** Opening AVAILABLE DATA block **

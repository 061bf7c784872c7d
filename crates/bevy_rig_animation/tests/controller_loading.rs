mod common;

use bevy_rig_animation::prelude::*;
use common::*;

fn load(document: &str) -> Result<AnimatorController, AssetLoaderError> {
    ControllerLoader::new(clips(vec![("idle", constant(0.)), ("jump", constant(1.))]))
        .load_bytes(document.as_bytes())
}

fn validation_error(document: &str) -> ValidationError {
    match load(document) {
        Err(AssetLoaderError::Validation(error)) => error,
        other => panic!("expected a validation error, got {other:?}"),
    }
}

#[test]
fn test_loads_names_as_indices() {
    let controller = load(
        r#"(
            name: "hero",
            parameters: [
                (name: "grounded", default: Bool(true)),
                (name: "speed", default: Float(0.0)),
            ],
            clips: [(name: "idle"), (name: "jump", settings: (looping: false))],
            layers: [
                (
                    name: "base",
                    state_machine: (
                        default_state: Some("Idle"),
                        states: [
                            (
                                name: "Jump",
                                motion: Clip("jump"),
                                transitions: [(to: "Idle", conditions: [ExitTime(1.0)])],
                            ),
                            (
                                name: "Idle",
                                motion: Clip("idle"),
                                speed_parameter: Some("speed"),
                                transitions: [(to: "Jump", conditions: [IfNot("grounded")])],
                            ),
                        ],
                    ),
                ),
            ],
        )"#,
    )
    .unwrap();

    let machine = controller.layer_state_machine(0).unwrap();
    assert_eq!(machine.default_state(), 1);
    let idle = machine.state(1).unwrap();
    assert_eq!(idle.motion, Motion::Clip(0));
    assert_eq!(idle.speed_parameter, Some(1));
    assert_eq!(idle.transitions[0].destination, 0);
    assert_eq!(idle.transitions[0].conditions, vec![Condition::IfNot(0)]);
    assert_eq!(idle.transitions[0].duration, 0.25);
    assert!(!controller.clips().get(1).unwrap().settings.looping);
}

#[test]
fn test_unknown_state_is_named() {
    let error = validation_error(
        r#"(
            name: "hero",
            layers: [
                (
                    name: "base",
                    state_machine: (
                        states: [(name: "Idle", transitions: [(to: "Jump")])],
                    ),
                ),
            ],
        )"#,
    );
    assert_eq!(
        error,
        ValidationError::UnknownState {
            machine: "base".into(),
            state: "Jump".into()
        }
    );
    assert!(error.to_string().contains("Jump"));
}

#[test]
fn test_condition_parameter_kind_is_checked() {
    let error = validation_error(
        r#"(
            name: "hero",
            parameters: [(name: "speed", default: Float(0.0))],
            layers: [
                (
                    name: "base",
                    state_machine: (
                        states: [(name: "Idle", transitions: [(to: "Idle", conditions: [If("speed")])])],
                    ),
                ),
            ],
        )"#,
    );
    assert!(matches!(
        error,
        ValidationError::ParameterKindMismatch { ref name, found: ParameterKind::Float, .. }
            if name == "speed"
    ));
}

#[test]
fn test_unknown_clip_and_blend_tree() {
    let error = validation_error(
        r#"(name: "hero", clips: [(name: "swim")], layers: [])"#,
    );
    assert_eq!(error, ValidationError::UnknownClip("swim".into()));

    let error = validation_error(
        r#"(
            name: "hero",
            layers: [
                (name: "base", state_machine: (states: [(name: "Move", motion: BlendTree("move"))])),
            ],
        )"#,
    );
    assert_eq!(error, ValidationError::UnknownBlendTree("move".into()));
}

#[test]
fn test_blend_tree_is_flattened() {
    let controller = load(
        r#"(
            name: "hero",
            parameters: [(name: "x", default: Float(0.0)), (name: "y", default: Float(0.0))],
            clips: [(name: "idle"), (name: "jump")],
            blend_trees: [
                (
                    name: "move",
                    root: Blend1D(
                        parameter: "x",
                        children: [
                            (at: 0.0, motion: Clip("idle")),
                            (
                                at: 1.0,
                                time_scale: -1.0,
                                motion: SimpleDirectional2D(
                                    parameters: ("x", "y"),
                                    children: [
                                        (at: (0.0, 0.0), motion: Clip("idle")),
                                        (at: (1.0, 0.0), motion: Clip("jump")),
                                    ],
                                ),
                            ),
                        ],
                    ),
                ),
            ],
            layers: [
                (name: "base", state_machine: (states: [(name: "Move", motion: BlendTree("move"))])),
            ],
        )"#,
    )
    .unwrap();

    let tree = &controller.blend_trees()[0];
    assert_eq!(tree.nodes().len(), 5);
    let root = &tree.nodes()[0];
    assert_eq!(root.children.len(), 2);
    assert_eq!(root.children[1].node, 2);
    assert_eq!(root.children[1].time_scale, -1.);
    assert_eq!(tree.nodes()[4].kind, BlendNodeKind::Clip(1));
}

#[test]
fn test_base_layer_must_cover_everything() {
    let error = validation_error(
        r#"(
            name: "hero",
            layers: [(name: "arms", mask: Some([LeftArm]), state_machine: ())],
        )"#,
    );
    assert_eq!(error, ValidationError::InvalidBaseLayer("arms".into()));
}

#[test]
fn test_parse_errors() {
    assert!(matches!(
        load("(name: \"hero\", layers: [(name: 3)])"),
        Err(AssetLoaderError::RonSpannedError(_))
    ));
}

** Closing AVAILABLE DATA block **

TASK DIRECTIONS:
Copy every line from the records that holds the string "clips".

EXPECTED ANSWER:
    ControllerLoader::new(clips(vec![("idle", constant(0.)), ("jump", constant(1.))]))
            clips: [(name: "idle"), (name: "jump", settings: (looping: false))],
    assert!(!controller.clips().get(1).unwrap().settings.looping);
        r#"(name: "hero", clips: [(name: "swim")], layers: [])"#,
            clips: [(name: "idle"), (name: "jump")],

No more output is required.